Contra el pensamiento elegante

Contra el Estado laico, cuyo único contacto con la modernidad son las armas de fuego.

Es elegante declararse por el relativismo en la consideración de las culturas ajenas como formaciones biológicas equivalentes a la propia, con sus propios tiempos cada una y su manera de ordenar el espacio. Es políticamente correcto pensar que entre Carlos V y Moctezuma las diferencias son irrelevantes. Sin embargo, a mí me quedó, después del atroz fusilamiento de los caricaturistas de París, un incierto orgullo de pertenecer a un orbe bien determinado, de vivir una conciencia distinta de la de los ilusos pistoleros que creen que muertos por las balas de la policía francesa adquieren el derecho al paraíso. Es inevitable reconocer una superioridad moral en los líderes europeos que se declararon decididos a mantener sus sociedades abiertas y vigentes las libertades fundamentales de sus repúblicas. Bajo la vigilancia de la razón ilustrada, la civilización europea, a la cual pertenecemos, está dispuesta a persistir en sus paradigmas contra el fanatismo, sin desesperar, confiada en que el camino es defender del ardor emocional una racionalidad difícilmente conquistada a través de errores y de las meditaciones de Descartes, Spinoza, Kant…
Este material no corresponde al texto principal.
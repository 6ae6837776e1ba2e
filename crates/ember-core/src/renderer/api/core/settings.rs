// Copyright 2025 eraflo
//
// Licensed under the Apache License, Version 2.0 (the "License");
// you may not use this file except in compliance with the License.
// You may obtain a copy of the License at
//
//     http://www.apache.org/licenses/LICENSE-2.0
//
// Unless required by applicable law or agreed to in writing, software
// distributed under the License is distributed on an "AS IS" BASIS,
// WITHOUT WARRANTIES OR CONDITIONS OF ANY KIND, either express or implied.
// See the License for the specific language governing permissions and
// limitations under the License.

//! Runtime tunables read by the back end every frame.
//!
//! The settings are owned by the embedding application (a console variable
//! system, a config file, a debug UI). The back end only ever reads them.

use serde::{Deserialize, Serialize};

/// How instanced surfaces are submitted to the GPU.
#[derive(Debug, Clone, Copy, PartialEq, Eq, Hash, Serialize, Deserialize)]
pub enum InstancingMethod {
    /// Every surface is drawn with its own draw call.
    NoInstancing,
    /// Per-instance data lives in a uniform buffer window indexed by a local
    /// instance index array.
    UniformBuffer,
    /// Per-instance data is streamed as a vertex attribute and contiguous
    /// instances are merged into indirect draw commands.
    InstancedArrays,
}

/// Where vertex skinning happens.
#[derive(Debug, Clone, Copy, PartialEq, Eq, Hash, Serialize, Deserialize)]
pub enum SkinningMethod {
    /// Vertices are skinned on the CPU before upload.
    Cpu,
    /// Joint matrices are uploaded as a uniform array.
    VertexShader,
    /// Joint matrices are fetched from a texture in the vertex shader.
    VertexTextureFetch,
}

/// Wireframe overlay modes, also used per object.
#[derive(Debug, Default, Clone, Copy, PartialEq, Eq, Hash, Serialize, Deserialize)]
pub enum WireframeMode {
    /// No wireframe.
    #[default]
    None,
    /// Only visible front faces, depth tested.
    VisibleFront,
    /// Every front face, no depth test.
    AllFront,
    /// Every face, no depth test and no culling.
    AllFrontAndBack,
}

/// A collection of settings that drive the render back end.
#[derive(Debug, Clone, PartialEq, Serialize, Deserialize)]
#[serde(default)]
pub struct RenderSettings {
    /// How instanced surfaces are submitted.
    pub instancing_method: InstancingMethod,
    /// Upper bound on instances merged into one batch.
    pub max_instancing_count: u32,
    /// Device limit on the size of one uniform block in bytes.
    pub max_uniform_block_size: u32,
    /// Stride in bytes between two instances in the instance buffer.
    pub instance_buffer_offset_alignment: u32,
    /// Where vertex skinning happens.
    pub skinning_method: SkinningMethod,
    /// If `true`, opaque surfaces are laid down in a depth-only pass first.
    pub use_depth_pre_pass: bool,
    /// Enables environment-probe lighting for objects that have a probe.
    pub indirect_lit: bool,
    /// Enables parallax correction of environment probes with a proxy box.
    pub probe_box_projection: bool,
    /// Blends the two closest environment probes.
    pub probe_blending: bool,
    /// Master switch for shadow maps.
    pub shadows: bool,
    /// Resolution of one shadow map layer.
    pub shadow_map_size: u32,
    /// Base PCF filter size in texels.
    pub shadow_map_filter_size: f32,
    /// Near plane of the point light cube map projection.
    pub shadow_cube_map_z_near: f32,
    /// Field of view in degrees used for each virtual cube map face.
    pub vscm_biased_fov: f32,
    /// Scale applied to cube map lookups to hide face seams.
    pub vscm_biased_scale: f32,
    /// Snaps sphere-fitted cascades to whole texels to avoid shimmering.
    pub shadow_map_crop_align: bool,
    /// 0 disables projection tightening, 1 fits to the view, 2 fits to casters too.
    pub optimized_shadow_projection: u32,
    /// Number of cascades for the primary directional light.
    pub csm_count: usize,
    /// Camera distance covered by the cascades.
    pub csm_max_distance: f32,
    /// Blend between uniform (0) and logarithmic (1) split distribution.
    pub csm_split_lambda: f32,
    /// Fraction of frames a cascade is re-rendered before distance falloff.
    pub csm_update_ratio: f32,
    /// Cascades ending before this distance are rendered every frame.
    pub csm_non_cached_distance: f32,
    /// Extends each cascade backwards over the previous one for blending.
    pub csm_blend: bool,
    /// 0 selects the cascade by split depth, anything else by map bounds.
    pub csm_selection_method: u32,
    /// Slope-scaled depth bias per cascade.
    pub csm_offset_factors: [f32; 4],
    /// Constant depth bias per cascade.
    pub csm_offset_units: [f32; 4],
    /// Slope-scaled bias for materials with polygon offset.
    pub offset_factor: f32,
    /// Constant bias for materials with polygon offset.
    pub offset_units: f32,
    /// Global multiplier on light colors.
    pub light_scale: f32,
    /// Multiplier on the ambient term of the base pass.
    pub ambient_scale: f32,
    /// Debug: draw only the first triangle of every batch.
    pub single_triangle: bool,
    /// Debug: force a wireframe overlay on every object.
    pub show_wireframe: WireframeMode,
    /// Renders the velocity buffer used by motion blur.
    pub motion_blur: bool,
    /// Shutter speed in seconds used for the velocity buffer.
    pub motion_blur_shutter_speed: f32,
}

impl Default for RenderSettings {
    fn default() -> Self {
        Self {
            instancing_method: InstancingMethod::InstancedArrays,
            max_instancing_count: 1024,
            max_uniform_block_size: 65536,
            instance_buffer_offset_alignment: 256,
            skinning_method: SkinningMethod::VertexTextureFetch,
            use_depth_pre_pass: true,
            indirect_lit: true,
            probe_box_projection: true,
            probe_blending: true,
            shadows: true,
            shadow_map_size: 1024,
            shadow_map_filter_size: 1.0,
            shadow_cube_map_z_near: 0.04,
            vscm_biased_fov: 90.0,
            vscm_biased_scale: 1.0,
            shadow_map_crop_align: true,
            optimized_shadow_projection: 2,
            csm_count: 4,
            csm_max_distance: 150.0,
            csm_split_lambda: 0.9,
            csm_update_ratio: 1.0,
            csm_non_cached_distance: 50.0,
            csm_blend: true,
            csm_selection_method: 0,
            csm_offset_factors: [5.0, 4.0, 3.0, 2.0],
            csm_offset_units: [1000.0, 500.0, 250.0, 125.0],
            offset_factor: 1.0,
            offset_units: 2.0,
            light_scale: 1.0,
            ambient_scale: 1.0,
            single_triangle: false,
            show_wireframe: WireframeMode::None,
            motion_blur: true,
            motion_blur_shutter_speed: 0.5,
        }
    }
}

impl RenderSettings {
    /// The number of instances one batch may carry for the configured method.
    ///
    /// Uniform-buffer instancing is further bounded by how many aligned
    /// instance records fit into one uniform block.
    pub fn effective_max_instancing_count(&self) -> u32 {
        match self.instancing_method {
            InstancingMethod::NoInstancing => 0,
            InstancingMethod::InstancedArrays => self.max_instancing_count,
            InstancingMethod::UniformBuffer => {
                let per_block = self.max_uniform_block_size
                    / self.instance_buffer_offset_alignment.max(1);
                self.max_instancing_count.min(per_block)
            }
        }
    }
}

#[cfg(test)]
mod tests {
    use super::*;

    #[test]
    fn test_effective_max_instancing_count() {
        let mut settings = RenderSettings::default();
        assert_eq!(settings.effective_max_instancing_count(), 1024);

        settings.instancing_method = InstancingMethod::UniformBuffer;
        assert_eq!(settings.effective_max_instancing_count(), 256);

        settings.max_instancing_count = 100;
        assert_eq!(settings.effective_max_instancing_count(), 100);

        settings.instancing_method = InstancingMethod::NoInstancing;
        assert_eq!(settings.effective_max_instancing_count(), 0);
    }
}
La cristiandad es sometida a asedio desde los mongoles y los hunos, y en la relativa tranquilidad que siguió a la asimilación de los bárbaros apareció el islam con su beligerancia disgregadora en el horizonte de la cultura europea, atomizándola, precipitándola en el feudalismo de la Edad Media. El último libro de Henri Pirene, dedicado a Carlomagno y Mahoma, narra las conquistas de la joven religión que emergió del desierto contra una Europa en formación, dividiendo la naciente civilización cristiana.

Y en pleno siglo XXI, Occidente parecía triunfante; la tiranía burocrática del leninismo se extinguió sin gloria; y los chinos se declararon, pragmáticos como tenderos, por ese socialismo tan raro que practican mezcla de civilización comercial y colectivismo arcaico, e inesperadamente retorna al islam la idea de un califato que parecía superada, y de volver a los límites del imperio otomano de los años de Lawrence de Arabia. Contra el Estado laico, la mejor invención de Europa, una perversión clerical cuyo único contacto con la modernidad son las armas de fuego, pone en vilo la cristiandad.

Hay un orgullo de mantener la fe en la coherencia que somos. Pienso que vivo una sociedad más sana que el Méjico precolombino de los sacrificios humanos, por ejemplo, que la del yaveísta aferrado a la creencia peregrina de haber sido escogido entre los pueblos por un Dios volcánico, que la del musulmán, a pesar de mi admiración por la poesía sufí y por la cultura que produjo Las mil y una noches y a Averroes. Me gusta haber nacido aquí, donde las mujeres no son lapidadas si huyen de un mal matrimonio concertado por otros; donde se me permite blasfemar para purgar la bilis, burlarme de quien quiera con chistes malos, que no destruye las iglesias de los demás, como está sucediendo en Nigeria; ni se usan las niñas para llevar las bombas suicidas. Tengo derecho a la esperanza en que la civilización cristiana y cartesiana, como venció la aberración bolchevique, por resistencia, y neutralizó la China de Mao, por asimilación, prevalecerá contra la embestida de los últimos teólogos armados, segura de que ese puritanismo, así llamó Spengler al islam, será reducido no por la fuerza, sino por la adopción paulatina de los valores liberales que atraen hoy a tantos musulmanes sensatos, como en la Turquía de Ataturk. Con sus tropiezos y defectos, me precio contra la elegante humildad de pertenecer a la tradición de Voltaire, Stuart Mill, Bertrand Russell, y Rabelais, y don Quijote, pues también caemos a veces en nuestras propias locuras.